Monaco | Cour d'appel, 2 décembre 1980, Consorts C. et D. c/ X... (devenu J. M.).


Abstract

Concubin - Droit à l'indemnisation

Recevabilité de la constitution de partie civile d'un concubin en cas de décès de l'autre, victime d'un homicide involontaire - Conditions

Responsabilité pénale

Syndic - Copropriétaires - Présomption de responsabilité (non)

Résumé

L'article 1229 du Code civil n'exige pas, en cas de décès, l'existence d'un lien de droit entre le défunt et le demandeur à réparation.

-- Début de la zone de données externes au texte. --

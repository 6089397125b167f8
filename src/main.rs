use banking_assist::{AssistError, Result};
use banking_assist::commands::{
    ask, build_index, chat, ingest, set_config, show_config, show_status, validate_dataset,
};
use banking_assist::config::Config;
use banking_assist::dataset::DEFAULT_MIN_SAMPLES;
use banking_assist::server::serve;
use clap::{Parser, Subcommand};
use std::path::PathBuf;
use tracing::warn;
use tracing_subscriber::EnvFilter;

#[derive(Parser)]
#[command(name = "banking-assist")]
#[command(about = "Tiered banking customer-support assistant backed by a local model server")]
#[command(version)]
struct Cli {
    /// Configuration directory (defaults to ~/.banking-assist)
    #[arg(long, global = true)]
    config_dir: Option<PathBuf>,

    #[command(subcommand)]
    command: Commands,
}

#[derive(Subcommand)]
enum Commands {
    /// Answer a single question
    Ask {
        /// The customer question
        query: String,
        /// Print the full result as JSON
        #[arg(long)]
        json: bool,
    },
    /// Interactive question loop; 'quit' to exit
    Chat,
    /// Build or validate the curated-answer index
    BuildIndex,
    /// Chunk and embed the knowledge base
    Ingest {
        /// Directory of markdown documents (defaults to the configured knowledge path)
        #[arg(long)]
        path: Option<PathBuf>,
    },
    /// Validate the curated dataset
    ValidateDataset {
        /// Dataset file (defaults to the configured dataset path)
        #[arg(long)]
        path: Option<PathBuf>,
        /// Minimum number of samples required
        #[arg(long, default_value_t = DEFAULT_MIN_SAMPLES)]
        min_samples: usize,
    },
    /// Show index sizes and model server health
    Status,
    /// Serve POST /query and GET /health over HTTP
    Serve {
        /// Listen address (defaults to the configured server.bind)
        #[arg(long)]
        bind: Option<String>,
    },
    /// Show or change the configuration
    Config {
        #[command(subcommand)]
        action: Option<ConfigAction>,
    },
}

#[derive(Subcommand)]
enum ConfigAction {
    /// Show the effective configuration (default)
    Show,
    /// Set one value in config.toml, e.g. `config set ollama.port 11435`
    Set {
        /// Dotted key such as `similarity.threshold`
        key: String,
        value: String,
    },
}

#[tokio::main]
async fn main() -> Result<()> {
    let cli = Cli::parse();

    let config_dir = match cli.config_dir {
        Some(dir) => dir,
        None => Config::default_config_dir()
            .map_err(|e| AssistError::Config(e.to_string()))?,
    };
    let mut config = Config::load(&config_dir)?;

    let filter =
        EnvFilter::try_from_default_env().unwrap_or_else(|_| EnvFilter::new(&config.logging.level));
    tracing_subscriber::fmt()
        .with_env_filter(filter)
        .with_writer(std::io::stderr)
        .init();

    for ignored in &config.ignored_overrides {
        warn!("{}", ignored);
    }

    match cli.command {
        Commands::Ask { query, json } => {
            ask(&config, &query, json).await?;
        }
        Commands::Chat => {
            chat(&config).await?;
        }
        Commands::BuildIndex => {
            build_index(&config).await?;
        }
        Commands::Ingest { path } => {
            ingest(&config, path).await?;
        }
        Commands::ValidateDataset { path, min_samples } => {
            validate_dataset(&config, path.as_deref(), min_samples)?;
        }
        Commands::Status => {
            show_status(&config).await?;
        }
        Commands::Serve { bind } => {
            if let Some(bind) = bind {
                config
                    .set_value("server.bind", &bind)
                    .map_err(|e| AssistError::Config(e.to_string()))?;
            }
            serve(&config).await?;
        }
        Commands::Config {
            action: None | Some(ConfigAction::Show),
        } => {
            show_config(&config)?;
        }
        Commands::Config {
            action: Some(ConfigAction::Set { key, value }),
        } => {
            set_config(&config_dir, &key, &value)?;
        }
    }

    Ok(())
}
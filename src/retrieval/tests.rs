use super::*;
use crate::database::MemoryIndex;
use crate::test_support::{BrokenIndex, KeywordEmbedder};

async fn knowledge_index(chunks: &[&str]) -> Arc<MemoryIndex> {
    let index = Arc::new(MemoryIndex::new());
    let ids: Vec<String> = (0..chunks.len()).map(|i| format!("c{i}")).collect();
    let documents: Vec<String> = chunks.iter().map(ToString::to_string).collect();
    let vectors: Vec<Vec<f32>> = documents.iter().map(|d| KeywordEmbedder::vector(d)).collect();
    index
        .upsert(&ids, &vectors, &documents)
        .await
        .expect("should store chunks");
    index
}

#[tokio::test]
async fn joins_closest_chunks_in_relevance_order() {
    let index = knowledge_index(&[
        "savings account opening needs KYC",
        "prepayment penalty is two percent of outstanding principal",
        "penalty waived after five years",
    ])
    .await;
    let retriever = ContextRetriever::new(Arc::new(KeywordEmbedder::default()), index, 2);

    let context = retriever
        .retrieve("prepayment penalty on outstanding principal")
        .await;

    assert_eq!(
        context,
        "prepayment penalty is two percent of outstanding principal\n\npenalty waived after five years"
    );
}

#[tokio::test]
async fn top_k_is_capped_by_index_size() {
    let index = knowledge_index(&["only chunk about penalty"]).await;
    let retriever = ContextRetriever::new(Arc::new(KeywordEmbedder::default()), index, 3);

    assert_eq!(retriever.retrieve("penalty").await, "only chunk about penalty");
}

#[tokio::test]
async fn empty_index_gives_no_context() {
    let embedder = Arc::new(KeywordEmbedder::default());
    let retriever = ContextRetriever::new(embedder.clone(), Arc::new(MemoryIndex::new()), 3);

    assert_eq!(retriever.retrieve("penalty").await, "");
    assert_eq!(embedder.calls.load(std::sync::atomic::Ordering::SeqCst), 0);
}

#[tokio::test]
async fn blank_query_gives_no_context() {
    let index = knowledge_index(&["penalty chunk"]).await;
    let retriever = ContextRetriever::new(Arc::new(KeywordEmbedder::default()), index, 3);

    assert_eq!(retriever.retrieve(" \t ").await, "");
}

#[tokio::test]
async fn broken_index_gives_no_context() {
    let retriever =
        ContextRetriever::new(Arc::new(KeywordEmbedder::default()), Arc::new(BrokenIndex), 3);

    assert_eq!(retriever.retrieve("penalty").await, "");
}
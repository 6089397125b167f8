// Dataset module
// Curated instruction/response corpus used by the dataset tier

#[cfg(test)]
mod tests;

use serde::{Deserialize, Deserializer, Serialize};
use std::path::Path;
use tracing::{debug, info};

use crate::AssistError;

/// Minimum corpus size accepted by [`validate_samples`] unless overridden
pub const DEFAULT_MIN_SAMPLES: usize = 150;

/// One curated question/answer pair in instruction format
#[derive(Debug, Clone, PartialEq, Eq, Serialize, Deserialize)]
pub struct CuratedSample {
    pub instruction: String,
    #[serde(default, deserialize_with = "null_as_empty")]
    pub input: String,
    pub output: String,
}

impl CuratedSample {
    #[inline]
    pub fn new(instruction: impl Into<String>, output: impl Into<String>) -> Self {
        Self {
            instruction: instruction.into(),
            input: String::new(),
            output: output.into(),
        }
    }

    #[inline]
    #[must_use]
    pub fn with_input(mut self, input: impl Into<String>) -> Self {
        self.input = input.into();
        self
    }

    /// Text embedded for similarity search: the instruction, plus the input
    /// when it is non-blank
    #[inline]
    pub fn embedding_text(&self) -> String {
        let instruction = self.instruction.trim();
        let input = self.input.trim();
        if input.is_empty() {
            instruction.to_string()
        } else {
            format!("{instruction} {input}")
        }
    }
}

fn null_as_empty<'de, D>(deserializer: D) -> Result<String, D::Error>
where
    D: Deserializer<'de>,
{
    Ok(Option::<String>::deserialize(deserializer)?.unwrap_or_default())
}

/// Summary of a successful validation
#[derive(Debug, Clone, Copy, PartialEq, Eq)]
pub struct DatasetReport {
    pub samples: usize,
    pub with_input: usize,
}

/// Read a JSON array of samples. A missing or null `input` reads as empty.
#[inline]
pub fn load_samples(path: &Path) -> crate::Result<Vec<CuratedSample>> {
    debug!("Loading curated samples from {:?}", path);

    if !path.exists() {
        return Err(AssistError::Dataset(format!(
            "Dataset not found: {}",
            path.display()
        )));
    }

    let content = std::fs::read_to_string(path)?;
    let raw: serde_json::Value = serde_json::from_str(&content)
        .map_err(|e| AssistError::Dataset(format!("Invalid JSON in {}: {}", path.display(), e)))?;

    let serde_json::Value::Array(items) = raw else {
        return Err(AssistError::Dataset(
            "Dataset must be a JSON array".to_string(),
        ));
    };

    let samples = items
        .into_iter()
        .enumerate()
        .map(|(i, item)| {
            serde_json::from_value::<CuratedSample>(item)
                .map_err(|e| AssistError::Dataset(format!("Item {}: {}", i, e)))
        })
        .collect::<crate::Result<Vec<_>>>()?;

    info!("Loaded {} dataset samples", samples.len());
    Ok(samples)
}

/// Check every sample has a non-blank instruction and output and that there
/// are at least `min_samples` of them
#[inline]
pub fn validate_samples(
    samples: &[CuratedSample],
    min_samples: usize,
) -> crate::Result<DatasetReport> {
    for (i, sample) in samples.iter().enumerate() {
        if sample.instruction.trim().is_empty() || sample.output.trim().is_empty() {
            return Err(AssistError::Dataset(format!(
                "Item {}: instruction and output must be non-empty",
                i
            )));
        }
    }

    if samples.len() < min_samples {
        return Err(AssistError::Dataset(format!(
            "Dataset has {} samples; minimum required is {}",
            samples.len(),
            min_samples
        )));
    }

    Ok(DatasetReport {
        samples: samples.len(),
        with_input: samples.iter().filter(|s| !s.input.trim().is_empty()).count(),
    })
}

/// Load and validate in one step
#[inline]
pub fn validate_dataset(path: &Path, min_samples: usize) -> crate::Result<DatasetReport> {
    let samples = load_samples(path)?;
    validate_samples(&samples, min_samples)
}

Il s'ensuit que, dès lors que le concubinage offrait des garanties de stabilité et ne présentait pas de caractère délic

tueux, un concubin doit être considéré comme justifiant d'un intérêt légitime à exercer une action en réparati...

Abstract

Concubin - Droit à l'indemnisation

Recevabilité de la constitution de partie civile d'un concubin en cas de décès de l'autre, victime d'un homicide involontaire - Conditions

Responsabilité pénale

Syndic - Copropriétaires - Présomption de responsabilité (non)

Résumé

L'article 1229 du Code civil n'exige pas, en cas de décès, l'existence d'un lien de droit entre le défunt et le demandeur à réparation.

Il s'ensuit que, dès lors que le concubinage offrait des garanties de stabilité et ne présentait pas de caractère délictueux, un concubin doit être considéré comme justifiant d'un intérêt légitime à exercer une action en réparation de préjudice que lui cause le décès de son concubin, victime d'un homicide involontaire, en sorte que sa constitution de partie civile est recevable.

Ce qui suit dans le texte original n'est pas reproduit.